My laboratory is also studying the interaction between the matrix protein of VSV and the mitochondria of infected cells. We recently discovered this interaction and are working to determine the role that this plays in the virus: host interaction. While many (most) viruses express proteins that regulate mitochondrial function in order to determine when and if the host cell dies following infection, such a function had not yet been identified in the genome of VSV. We are investigating the apoptotic response of the host cell to viral infection and the role that the matrix protein has in regulating this response.
Coronaviruses have attracted attention following the recent SARS epidemic. However, this group of viruses causes a variety of diseases that are important to both human and veterinary medicine.
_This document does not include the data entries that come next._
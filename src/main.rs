use anyhow::{Context, Result};
use clap::Parser;
use tokio::net::TcpListener;
use tracing::{info, warn};

use chat_relay::{
    cli::{Cli, Command},
    client, room,
};

fn init_tracing() {
    use tracing_subscriber::{fmt, EnvFilter};

    let filter = EnvFilter::try_from_default_env().unwrap_or_else(|_| EnvFilter::new("info"));
    let _ = fmt().with_env_filter(filter).with_target(false).try_init();
}

#[tokio::main]
async fn main() -> Result<()> {
    init_tracing();

    let cli = Cli::parse();
    match cli.command {
        Command::Serve(args) => {
            let listener = TcpListener::bind(args.listen)
                .await
                .with_context(|| format!("failed to bind {}", args.listen))?;
            let room = room::Room::new(listener);
            let addr = room.local_addr()?;
            info!("room listening on {}", addr);
            if let Err(err) = room.run_until_ctrl_c().await {
                warn!("room exited with error: {err:?}");
                return Err(err);
            }
        }
        Command::Connect(args) => client::run(args).await?,
    }

    Ok(())
}
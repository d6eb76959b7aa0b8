use std::net::SocketAddr;

use clap::{Args, Parser, Subcommand};

/// Well-known chat relay port; clients must use the same one.
pub const CHAT_PORT: u16 = 8888;

#[derive(Parser, Debug)]
#[command(author, version, about, long_about = None)]
pub struct Cli {
    #[command(subcommand)]
    pub command: Command,
}

#[derive(Subcommand, Debug)]
pub enum Command {
    /// Run the chat room, accepting TCP connections.
    Serve(ServeArgs),
    /// Connect to a room and participate in the chat.
    Connect(ConnectArgs),
}

#[derive(Args, Debug, Clone)]
pub struct ServeArgs {
    /// Socket address the room should bind to. Use port 0 for an ephemeral port.
    #[arg(long, default_value = "0.0.0.0:8888")]
    pub listen: SocketAddr,
}

#[derive(Args, Debug, Clone)]
pub struct ConnectArgs {
    /// Host name or address of the room.
    pub host: String,

    /// Port the room is listening on.
    #[arg(long, default_value_t = CHAT_PORT)]
    pub port: u16,
}
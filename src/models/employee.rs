//! Employee model
//!
//! Employees always belong to exactly one company.

use serde::{Deserialize, Serialize};
use uuid::Uuid;
use validator::Validate;

use super::validation::{InvalidInput, ValidateInput};

/// Employee entity
#[derive(Debug, Clone, PartialEq, Eq, Serialize, Deserialize)]
#[serde(rename_all = "camelCase")]
pub struct Employee {
    /// Unique identifier
    pub id: Uuid,
    /// Full name
    pub name: String,
    /// Age in years
    pub age: i32,
    /// Job position
    pub position: String,
    /// Owning company
    pub company_id: Uuid,
}

impl Employee {
    /// Create an employee of `company_id` with a fresh identifier
    pub fn new(company_id: Uuid, name: impl Into<String>, age: i32, position: impl Into<String>) -> Self {
        Self {
            id: Uuid::new_v4(),
            name: name.into(),
            age,
            position: position.into(),
            company_id,
        }
    }
}

/// Employee as returned by the API
#[derive(Debug, Clone, PartialEq, Eq, Serialize, Deserialize)]
pub struct EmployeeDto {
    pub id: Uuid,
    pub name: String,
    pub age: i32,
    pub position: String,
}

/// Input for creating an employee
#[derive(Debug, Clone, Default, PartialEq, Eq, Serialize, Deserialize, Validate)]
pub struct CreateEmployeeInput {
    #[validate(
        required(message = "Employee name is a required field."),
        length(min = 1, max = 30, message = "Maximum length for the Name is 30 characters.")
    )]
    pub name: Option<String>,
    #[validate(
        required(message = "Age is a required field."),
        range(min = 18, message = "Age is required and it can't be lower than 18")
    )]
    pub age: Option<i32>,
    #[validate(
        required(message = "Position is a required field."),
        length(min = 1, max = 20, message = "Maximum length for the Position is 20 characters.")
    )]
    pub position: Option<String>,
}

/// Input for replacing an employee, also the document JSON Patch operates on
pub type UpdateEmployeeInput = CreateEmployeeInput;

impl ValidateInput for CreateEmployeeInput {
    fn validate_input(&self) -> Result<(), InvalidInput> {
        self.validate().map_err(InvalidInput::from)
    }
}

#[cfg(test)]
mod tests {
    use super::*;

    fn valid_input() -> CreateEmployeeInput {
        CreateEmployeeInput {
            name: Some("Sam Raiden".to_string()),
            age: Some(26),
            position: Some("Software developer".to_string()),
        }
    }

    #[test]
    fn test_valid_input_passes() {
        assert!(valid_input().validate_input().is_ok());
    }

    #[test]
    fn test_underage_is_rejected() {
        let input = CreateEmployeeInput {
            age: Some(17),
            ..valid_input()
        };
        let invalid = input.validate_input().unwrap_err();

        assert_eq!(
            invalid.fields["age"],
            vec!["Age is required and it can't be lower than 18".to_string()]
        );
    }

    #[test]
    fn test_missing_fields_are_rejected() {
        let invalid = CreateEmployeeInput::default().validate_input().unwrap_err();

        assert_eq!(invalid.field_names(), vec!["age", "name", "position"]);
    }

    #[test]
    fn test_position_length_limit() {
        let input = CreateEmployeeInput {
            position: Some("p".repeat(21)),
            ..valid_input()
        };
        assert!(input.validate_input().is_err());

        let input = CreateEmployeeInput {
            position: Some("p".repeat(20)),
            ..valid_input()
        };
        assert!(input.validate_input().is_ok());
    }

    #[test]
    fn test_update_input_serializes_as_patch_document() {
        let json = serde_json::to_value(valid_input()).unwrap();

        assert_eq!(
            json,
            serde_json::json!({
                "name": "Sam Raiden",
                "age": 26,
                "position": "Software developer"
            })
        );
    }
}
//! Company model
//!
//! This module provides:
//! - `Company` entity as stored in the database
//! - `CompanyDto`, the representation returned by the API
//! - Validated input types for creating and updating companies

use serde::{Deserialize, Serialize};
use uuid::Uuid;
use validator::Validate;

use super::employee::CreateEmployeeInput;
use super::validation::{InvalidInput, ValidateInput};

/// Company entity
#[derive(Debug, Clone, PartialEq, Eq, Serialize, Deserialize)]
pub struct Company {
    /// Unique identifier
    pub id: Uuid,
    /// Company name
    pub name: String,
    /// Street address
    pub address: String,
    /// Country
    pub country: String,
}

impl Company {
    /// Create a company with a fresh identifier
    pub fn new(name: impl Into<String>, address: impl Into<String>, country: impl Into<String>) -> Self {
        Self {
            id: Uuid::new_v4(),
            name: name.into(),
            address: address.into(),
            country: country.into(),
        }
    }
}

/// Company as returned by the API
#[derive(Debug, Clone, PartialEq, Eq, Serialize, Deserialize)]
#[serde(rename_all = "camelCase")]
pub struct CompanyDto {
    pub id: Uuid,
    pub name: String,
    /// Address and country joined into one line
    pub full_address: String,
}

/// Input for creating a company, optionally with its first employees
#[derive(Debug, Clone, Default, Serialize, Deserialize, Validate)]
#[serde(rename_all = "camelCase")]
pub struct CreateCompanyInput {
    #[validate(
        required(message = "Company name is a required field."),
        length(min = 1, max = 60, message = "Maximum length for the Name is 60 characters.")
    )]
    pub name: Option<String>,
    #[validate(
        required(message = "Company address is a required field."),
        length(min = 1, max = 60, message = "Maximum length for the Address is 60 characters.")
    )]
    pub address: Option<String>,
    #[serde(default)]
    pub country: Option<String>,
    #[serde(default)]
    pub employees: Option<Vec<CreateEmployeeInput>>,
}

/// Input for replacing a company; listed employees are added to it
pub type UpdateCompanyInput = CreateCompanyInput;

impl ValidateInput for CreateCompanyInput {
    /// Validate the company and every nested employee.
    ///
    /// Failures of nested employees are keyed as `employees[<index>].<field>`.
    fn validate_input(&self) -> Result<(), InvalidInput> {
        let mut invalid = InvalidInput::default();
        if let Err(errors) = self.validate() {
            invalid.extend("", &errors);
        }

        for (index, employee) in self.employees.iter().flatten().enumerate() {
            if let Err(errors) = employee.validate() {
                invalid.extend(&format!("employees[{}].", index), &errors);
            }
        }

        invalid.into_result()
    }
}
//! Input validation results
//!
//! `validator` reports failures per struct. [`InvalidInput`] flattens them
//! into `field -> messages`, with nested inputs keyed as `employees[0].age`.

use std::collections::BTreeMap;

use validator::{Validate, ValidationErrors};

/// Field level validation failures of one request body
#[derive(Debug, Clone, Default, PartialEq, Eq, thiserror::Error)]
#[error("Invalid input for fields: {}", self.field_names().join(", "))]
pub struct InvalidInput {
    /// Messages per field, sorted by field name
    pub fields: BTreeMap<String, Vec<String>>,
}

impl InvalidInput {
    /// Record the failures of `errors`, prefixing each field with `prefix`
    pub fn extend(&mut self, prefix: &str, errors: &ValidationErrors) {
        for (field, field_errors) in errors.field_errors() {
            let key = format!("{}{}", prefix, field);
            let messages = self.fields.entry(key).or_default();
            for error in field_errors.iter() {
                let message = match &error.message {
                    Some(message) => message.to_string(),
                    None => format!("Invalid value ({})", error.code),
                };
                messages.push(message);
            }
        }
    }

    /// Record a single message for `field`
    pub fn add(&mut self, field: impl Into<String>, message: impl Into<String>) {
        self.fields.entry(field.into()).or_default().push(message.into());
    }

    /// Check if nothing was recorded
    pub fn is_empty(&self) -> bool {
        self.fields.is_empty()
    }

    /// Names of the rejected fields
    pub fn field_names(&self) -> Vec<&str> {
        self.fields.keys().map(String::as_str).collect()
    }

    /// `Ok` when nothing was recorded, otherwise `Err(self)`
    pub fn into_result(self) -> Result<(), InvalidInput> {
        if self.is_empty() {
            Ok(())
        } else {
            Err(self)
        }
    }
}

impl From<ValidationErrors> for InvalidInput {
    fn from(errors: ValidationErrors) -> Self {
        let mut invalid = Self::default();
        invalid.extend("", &errors);
        invalid
    }
}

/// Validate a request body into [`InvalidInput`]
pub trait ValidateInput {
    fn validate_input(&self) -> Result<(), InvalidInput>;
}
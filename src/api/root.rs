//! API root document
//!
//! GET /api lists the top level links when the client asks for hypermedia.

use axum::{
    http::StatusCode,
    response::{IntoResponse, Response},
    routing::get,
    Json, Router,
};

use crate::api::middleware::{AppState, MediaType};
use crate::services::Link;

/// Build the root router
pub fn router() -> Router<AppState> {
    Router::new().route("/", get(get_root))
}

/// GET /api - Entry point links
///
/// Returns 204 when the hypermedia media type was not requested.
async fn get_root(MediaType(ctx): MediaType) -> Response {
    if !ctx.hateoas {
        return StatusCode::NO_CONTENT.into_response();
    }

    let links = vec![
        Link::new(format!("{}/api", ctx.base_url), "self", "GET"),
        Link::new(format!("{}/api/companies", ctx.base_url), "companies", "GET"),
        Link::new(format!("{}/api/companies", ctx.base_url), "create_company", "POST"),
    ];
    Json(links).into_response()
}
My laboratory is studying the “group-specific” genes found in the genomes of human coronaviruses. These small genes are not required for the replication of these viruses in cultured cells but appear to play an important role in determining pathogenesis in the host animal, however the precise function of these genes is not yet determined. We are studying the impact that these viral proteins have on the innate response of human cells to infection.